(Dataset items)
========================================================================

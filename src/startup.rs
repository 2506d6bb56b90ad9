use actix_web::dev::Server;
use actix_web::{web, App, HttpServer};
use std::net::TcpListener;
use std::sync::Arc;
use tracing_actix_web::TracingLogger;

use crate::config::Settings;
use crate::message_manager::MessageManager;
use crate::mindbaz_client::MindbazClient;
use crate::routes::{
    create_subscriber, find_subscriber, health_check, send_message, unsubscribe_subscriber,
};
use crate::subscriber_manager::SubscriberManager;
use crate::transport::MindbazTransport;

pub struct Application {
    pub port: u16,
    pub server: Server,
}

impl Application {
    pub async fn build(config: Settings) -> Result<Self, std::io::Error> {
        let transport = build_transport(&config)?;

        let listener = TcpListener::bind(config.get_address())?;
        let port = listener.local_addr()?.port();
        let server = run(listener, transport)?;

        tracing::info!("Server listening on {}:{}", config.application.get_host(), port);

        Ok(Self { port, server })
    }

    pub fn get_port(&self) -> u16 {
        self.port
    }

    pub async fn run_until_stop(self) -> Result<(), std::io::Error> {
        self.server.await
    }
}

/// Wires the Mindbaz client, both managers and the campaign table into a transport.
pub fn build_transport(config: &Settings) -> Result<MindbazTransport, std::io::Error> {
    let mindbaz_client = MindbazClient::new(
        config.get_mindbaz_base_url(),
        config.get_mindbaz_credentials(),
        Some(config.get_mindbaz_timeout()),
    )
    .map_err(|e| std::io::Error::new(std::io::ErrorKind::Other, e))?;
    let mindbaz_client = Arc::new(mindbaz_client);

    Ok(MindbazTransport::new(
        SubscriberManager::new(mindbaz_client.clone()),
        MessageManager::new(mindbaz_client),
        config.mindbaz.campaigns.clone(),
        config.mindbaz.insert_missing_subscribers,
    ))
}

pub fn run(listener: TcpListener, transport: MindbazTransport) -> Result<Server, std::io::Error> {
    let transport = web::Data::new(transport);

    let server = HttpServer::new(move || {
        // App is where your application logic lives: routing, middlewares, request handler, etc
        App::new()
            // 'wrap' method adds a middleware to the App. This specific middleware provide incoming
            // request logger
            .wrap(TracingLogger::default())
            .route("/health_check", web::get().to(health_check))
            .route("/messages", web::post().to(send_message))
            .route("/subscribers", web::post().to(create_subscriber))
            .route("/subscribers", web::get().to(find_subscriber))
            .route(
                "/subscribers/{id}/unsubscribe",
                web::post().to(unsubscribe_subscriber),
            )
            .app_data(transport.clone())
    })
    .listen(listener)?
    .run();

    Ok(server)
}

========================================================================

→ PROMPT: Copy the entries word for word. Start at the first line and end with the line containing "pub fn build_transport(config: &Settings)".

→ WRITTEN SOLUTION:
filename src/startup.rs
repository 2506d6bb56b90ad9
use actix_web::dev::Server;
use actix_web::{web, App, HttpServer};
use std::net::TcpListener;
use std::sync::Arc;
use tracing_actix_web::TracingLogger;

use crate::config::Settings;
use crate::message_manager::MessageManager;
use crate::mindbaz_client::MindbazClient;
use crate::routes::{
    create_subscriber, find_subscriber, health_check, send_message, unsubscribe_subscriber,
};
use crate::subscriber_manager::SubscriberManager;
use crate::transport::MindbazTransport;

pub struct Application {
    pub port: u16,
    pub server: Server,
}

impl Application {
    pub async fn build(config: Settings) -> Result<Self, std::io::Error> {
        let transport = build_transport(&config)?;

        let listener = TcpListener::bind(config.get_address())?;
        let port = listener.local_addr()?.port();
        let server = run(listener, transport)?;

        tracing::info!("Server listening on {}:{}", config.application.get_host(), port);

        Ok(Self { port, server })
    }

    pub fn get_port(&self) -> u16 {
        self.port
    }

    pub async fn run_until_stop(self) -> Result<(), std::io::Error> {
        self.server.await
    }
}

/// Wires the Mindbaz client, both managers and the campaign table into a transport.
pub fn build_transport(config: &Settings) -> Result<MindbazTransport, std::io::Error> {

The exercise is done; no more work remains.